(Beginning of Provided records)

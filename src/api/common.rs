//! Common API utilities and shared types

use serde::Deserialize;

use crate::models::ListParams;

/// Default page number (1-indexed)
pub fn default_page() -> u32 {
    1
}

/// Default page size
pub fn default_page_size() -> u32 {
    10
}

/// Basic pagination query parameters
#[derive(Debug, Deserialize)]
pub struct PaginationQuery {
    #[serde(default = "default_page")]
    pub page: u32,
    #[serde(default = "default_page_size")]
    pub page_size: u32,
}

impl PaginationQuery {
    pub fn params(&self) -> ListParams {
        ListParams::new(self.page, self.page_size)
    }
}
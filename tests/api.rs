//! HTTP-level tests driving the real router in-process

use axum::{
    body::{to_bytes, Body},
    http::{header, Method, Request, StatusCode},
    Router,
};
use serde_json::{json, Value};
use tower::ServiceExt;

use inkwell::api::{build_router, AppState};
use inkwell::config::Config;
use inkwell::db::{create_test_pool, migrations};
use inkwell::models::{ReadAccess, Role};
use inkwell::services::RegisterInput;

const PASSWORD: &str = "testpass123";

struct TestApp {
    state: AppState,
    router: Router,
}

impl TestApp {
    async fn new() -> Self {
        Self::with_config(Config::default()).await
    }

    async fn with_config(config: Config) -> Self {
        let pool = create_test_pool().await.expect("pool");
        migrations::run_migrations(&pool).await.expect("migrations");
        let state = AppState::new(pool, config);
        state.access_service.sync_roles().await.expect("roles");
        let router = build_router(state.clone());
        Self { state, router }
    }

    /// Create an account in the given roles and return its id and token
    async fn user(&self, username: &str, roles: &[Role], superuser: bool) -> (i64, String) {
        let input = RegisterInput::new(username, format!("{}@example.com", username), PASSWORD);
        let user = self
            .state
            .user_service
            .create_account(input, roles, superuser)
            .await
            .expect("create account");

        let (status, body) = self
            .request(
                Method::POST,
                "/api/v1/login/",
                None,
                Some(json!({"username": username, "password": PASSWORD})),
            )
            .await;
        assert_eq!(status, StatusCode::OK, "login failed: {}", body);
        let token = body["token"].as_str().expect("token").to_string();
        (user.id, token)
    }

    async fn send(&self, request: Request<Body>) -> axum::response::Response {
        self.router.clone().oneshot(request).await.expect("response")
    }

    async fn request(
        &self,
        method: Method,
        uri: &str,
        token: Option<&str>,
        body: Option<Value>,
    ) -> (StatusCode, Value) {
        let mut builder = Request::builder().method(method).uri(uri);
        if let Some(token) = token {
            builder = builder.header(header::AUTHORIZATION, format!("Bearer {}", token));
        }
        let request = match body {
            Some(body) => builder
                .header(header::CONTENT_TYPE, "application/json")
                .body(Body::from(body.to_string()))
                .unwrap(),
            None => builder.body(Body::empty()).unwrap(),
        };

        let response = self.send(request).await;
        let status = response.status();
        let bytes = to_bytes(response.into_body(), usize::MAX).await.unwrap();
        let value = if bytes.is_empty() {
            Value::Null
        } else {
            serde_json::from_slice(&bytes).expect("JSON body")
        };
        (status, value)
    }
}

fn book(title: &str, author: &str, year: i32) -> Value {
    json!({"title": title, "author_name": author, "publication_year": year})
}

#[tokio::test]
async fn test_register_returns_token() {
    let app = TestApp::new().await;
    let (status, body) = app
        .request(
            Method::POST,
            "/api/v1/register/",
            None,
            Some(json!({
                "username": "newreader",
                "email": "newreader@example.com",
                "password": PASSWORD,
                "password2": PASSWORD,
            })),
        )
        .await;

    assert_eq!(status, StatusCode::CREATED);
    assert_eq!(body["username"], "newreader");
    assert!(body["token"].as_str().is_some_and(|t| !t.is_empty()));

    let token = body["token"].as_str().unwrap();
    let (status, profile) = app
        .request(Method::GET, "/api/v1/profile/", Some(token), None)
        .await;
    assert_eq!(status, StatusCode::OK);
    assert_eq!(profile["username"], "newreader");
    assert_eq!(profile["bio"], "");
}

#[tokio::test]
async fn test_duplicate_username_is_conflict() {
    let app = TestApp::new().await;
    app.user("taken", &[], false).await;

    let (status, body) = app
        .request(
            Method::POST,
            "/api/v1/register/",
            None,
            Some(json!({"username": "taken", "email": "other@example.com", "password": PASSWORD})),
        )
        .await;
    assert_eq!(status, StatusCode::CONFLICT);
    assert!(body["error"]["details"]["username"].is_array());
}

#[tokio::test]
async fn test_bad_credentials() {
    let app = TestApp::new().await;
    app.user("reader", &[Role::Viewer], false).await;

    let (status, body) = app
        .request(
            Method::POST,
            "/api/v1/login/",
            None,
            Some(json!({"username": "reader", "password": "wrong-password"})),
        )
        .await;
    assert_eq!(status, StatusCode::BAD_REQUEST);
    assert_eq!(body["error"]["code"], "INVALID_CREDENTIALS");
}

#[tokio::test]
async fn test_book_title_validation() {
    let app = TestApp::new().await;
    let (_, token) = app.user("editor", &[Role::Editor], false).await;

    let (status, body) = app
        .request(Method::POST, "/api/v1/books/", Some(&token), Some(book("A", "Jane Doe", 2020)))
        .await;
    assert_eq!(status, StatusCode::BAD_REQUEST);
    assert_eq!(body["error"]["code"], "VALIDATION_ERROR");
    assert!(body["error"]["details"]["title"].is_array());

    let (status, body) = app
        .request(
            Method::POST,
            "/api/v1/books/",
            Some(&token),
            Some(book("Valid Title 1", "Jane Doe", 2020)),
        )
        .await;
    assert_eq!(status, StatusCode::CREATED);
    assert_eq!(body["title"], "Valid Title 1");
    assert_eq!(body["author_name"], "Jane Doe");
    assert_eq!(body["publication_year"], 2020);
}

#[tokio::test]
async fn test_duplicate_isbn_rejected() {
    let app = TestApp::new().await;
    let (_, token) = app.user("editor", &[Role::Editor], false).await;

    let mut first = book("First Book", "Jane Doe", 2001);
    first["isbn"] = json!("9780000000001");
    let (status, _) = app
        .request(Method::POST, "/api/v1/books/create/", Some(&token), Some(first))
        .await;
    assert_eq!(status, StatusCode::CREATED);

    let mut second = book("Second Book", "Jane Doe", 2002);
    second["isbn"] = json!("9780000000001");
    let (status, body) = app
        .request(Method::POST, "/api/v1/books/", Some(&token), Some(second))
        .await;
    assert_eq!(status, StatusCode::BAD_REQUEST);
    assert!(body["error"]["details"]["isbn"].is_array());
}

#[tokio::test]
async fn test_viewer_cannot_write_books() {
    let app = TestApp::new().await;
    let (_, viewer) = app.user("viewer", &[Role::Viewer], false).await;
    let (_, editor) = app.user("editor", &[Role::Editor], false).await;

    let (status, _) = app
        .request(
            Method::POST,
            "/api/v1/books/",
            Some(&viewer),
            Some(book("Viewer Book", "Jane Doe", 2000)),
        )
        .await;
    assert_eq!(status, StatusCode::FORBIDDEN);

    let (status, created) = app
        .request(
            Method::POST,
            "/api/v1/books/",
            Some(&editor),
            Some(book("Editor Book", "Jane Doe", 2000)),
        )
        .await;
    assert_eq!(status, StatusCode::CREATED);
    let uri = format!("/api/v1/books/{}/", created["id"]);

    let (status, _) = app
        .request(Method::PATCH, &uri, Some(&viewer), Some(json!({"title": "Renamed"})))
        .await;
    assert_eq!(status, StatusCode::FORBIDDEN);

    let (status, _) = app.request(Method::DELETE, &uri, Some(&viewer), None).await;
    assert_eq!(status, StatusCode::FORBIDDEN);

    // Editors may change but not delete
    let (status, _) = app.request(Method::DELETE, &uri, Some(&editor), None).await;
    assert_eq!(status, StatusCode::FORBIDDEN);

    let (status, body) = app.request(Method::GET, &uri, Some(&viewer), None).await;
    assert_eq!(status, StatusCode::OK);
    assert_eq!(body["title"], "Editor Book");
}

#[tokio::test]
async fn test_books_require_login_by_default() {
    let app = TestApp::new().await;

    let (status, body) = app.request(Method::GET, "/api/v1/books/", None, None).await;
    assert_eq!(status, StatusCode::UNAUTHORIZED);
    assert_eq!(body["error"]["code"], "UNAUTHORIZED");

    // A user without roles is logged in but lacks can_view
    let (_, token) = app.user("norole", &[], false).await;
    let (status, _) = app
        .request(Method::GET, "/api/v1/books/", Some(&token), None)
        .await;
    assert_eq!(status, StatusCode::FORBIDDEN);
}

(End of Provided records)

» What to work on
Give the count of lines in the listing above that include "UNAUTHORIZED", with no other words.

» Exercise result
2